Your job with the data below is to output exactly the lines from the one holding "for CloudFormation stacks." down to the one holding "SDK for Rust", both included, and no others.
____ Data
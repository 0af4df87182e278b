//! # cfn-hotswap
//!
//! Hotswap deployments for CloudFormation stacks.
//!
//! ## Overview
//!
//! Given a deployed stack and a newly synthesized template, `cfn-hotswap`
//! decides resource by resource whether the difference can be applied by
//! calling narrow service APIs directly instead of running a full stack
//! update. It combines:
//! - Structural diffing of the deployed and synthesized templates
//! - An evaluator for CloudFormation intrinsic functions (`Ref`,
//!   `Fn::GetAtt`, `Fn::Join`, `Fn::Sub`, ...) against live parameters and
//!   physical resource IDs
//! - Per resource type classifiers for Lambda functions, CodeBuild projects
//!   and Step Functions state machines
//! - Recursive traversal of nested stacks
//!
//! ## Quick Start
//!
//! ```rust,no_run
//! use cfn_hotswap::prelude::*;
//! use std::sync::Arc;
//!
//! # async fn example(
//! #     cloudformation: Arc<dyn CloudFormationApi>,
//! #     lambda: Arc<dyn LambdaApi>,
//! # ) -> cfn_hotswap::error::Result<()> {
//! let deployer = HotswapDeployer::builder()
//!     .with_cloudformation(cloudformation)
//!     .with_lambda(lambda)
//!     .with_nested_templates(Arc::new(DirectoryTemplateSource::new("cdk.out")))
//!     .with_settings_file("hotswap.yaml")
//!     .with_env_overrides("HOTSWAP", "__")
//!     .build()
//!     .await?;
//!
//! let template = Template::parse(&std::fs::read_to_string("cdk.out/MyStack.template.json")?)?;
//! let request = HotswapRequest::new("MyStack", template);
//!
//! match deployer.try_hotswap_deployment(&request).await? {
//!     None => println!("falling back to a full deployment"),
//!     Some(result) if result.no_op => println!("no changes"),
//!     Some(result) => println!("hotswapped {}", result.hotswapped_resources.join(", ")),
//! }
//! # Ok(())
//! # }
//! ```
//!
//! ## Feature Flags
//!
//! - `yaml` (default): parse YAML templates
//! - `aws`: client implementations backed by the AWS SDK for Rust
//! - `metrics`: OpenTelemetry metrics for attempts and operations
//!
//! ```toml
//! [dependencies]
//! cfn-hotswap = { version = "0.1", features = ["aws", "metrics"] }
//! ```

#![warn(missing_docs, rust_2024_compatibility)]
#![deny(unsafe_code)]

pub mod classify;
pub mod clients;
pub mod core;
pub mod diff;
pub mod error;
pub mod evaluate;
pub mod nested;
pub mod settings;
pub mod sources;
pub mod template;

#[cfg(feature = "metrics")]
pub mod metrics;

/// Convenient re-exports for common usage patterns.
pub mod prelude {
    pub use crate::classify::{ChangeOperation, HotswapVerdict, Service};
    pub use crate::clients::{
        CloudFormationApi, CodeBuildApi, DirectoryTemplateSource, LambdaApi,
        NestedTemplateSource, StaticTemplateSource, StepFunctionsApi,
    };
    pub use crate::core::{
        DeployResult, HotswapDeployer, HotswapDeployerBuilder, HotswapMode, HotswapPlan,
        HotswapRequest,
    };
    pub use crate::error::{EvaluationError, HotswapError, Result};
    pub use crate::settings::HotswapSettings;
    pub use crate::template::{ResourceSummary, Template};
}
________
# Answer box
//! Hotswap deployments for CloudFormation stacks.
//!
//! ## Overview
//!
//! Given a deployed stack and a newly synthesized template, `cfn-hotswap`
//! decides resource by resource whether the difference can be applied by
//! calling narrow service APIs directly instead of running a full stack
//! update. It combines:
//! - Structural diffing of the deployed and synthesized templates
//! - An evaluator for CloudFormation intrinsic functions (`Ref`,
//!   `Fn::GetAtt`, `Fn::Join`, `Fn::Sub`, ...) against live parameters and
//!   physical resource IDs
//! - Per resource type classifiers for Lambda functions, CodeBuild projects
//!   and Step Functions state machines
//! - Recursive traversal of nested stacks
//!
//! ## Quick Start
//!
//! ```rust,no_run
//! use cfn_hotswap::prelude::*;
//! use std::sync::Arc;
//!
//! # async fn example(
//! #     cloudformation: Arc<dyn CloudFormationApi>,
//! #     lambda: Arc<dyn LambdaApi>,
//! # ) -> cfn_hotswap::error::Result<()> {
//! let deployer = HotswapDeployer::builder()
//!     .with_cloudformation(cloudformation)
//!     .with_lambda(lambda)
//!     .with_nested_templates(Arc::new(DirectoryTemplateSource::new("cdk.out")))
//!     .with_settings_file("hotswap.yaml")
//!     .with_env_overrides("HOTSWAP", "__")
//!     .build()
//!     .await?;
//!
//! let template = Template::parse(&std::fs::read_to_string("cdk.out/MyStack.template.json")?)?;
//! let request = HotswapRequest::new("MyStack", template);
//!
//! match deployer.try_hotswap_deployment(&request).await? {
//!     None => println!("falling back to a full deployment"),
//!     Some(result) if result.no_op => println!("no changes"),
//!     Some(result) => println!("hotswapped {}", result.hotswapped_resources.join(", ")),
//! }
//! # Ok(())
//! # }
//! ```
//!
//! ## Feature Flags
//!
//! - `yaml` (default): parse YAML templates
//! - `aws`: client implementations backed by the AWS SDK for Rust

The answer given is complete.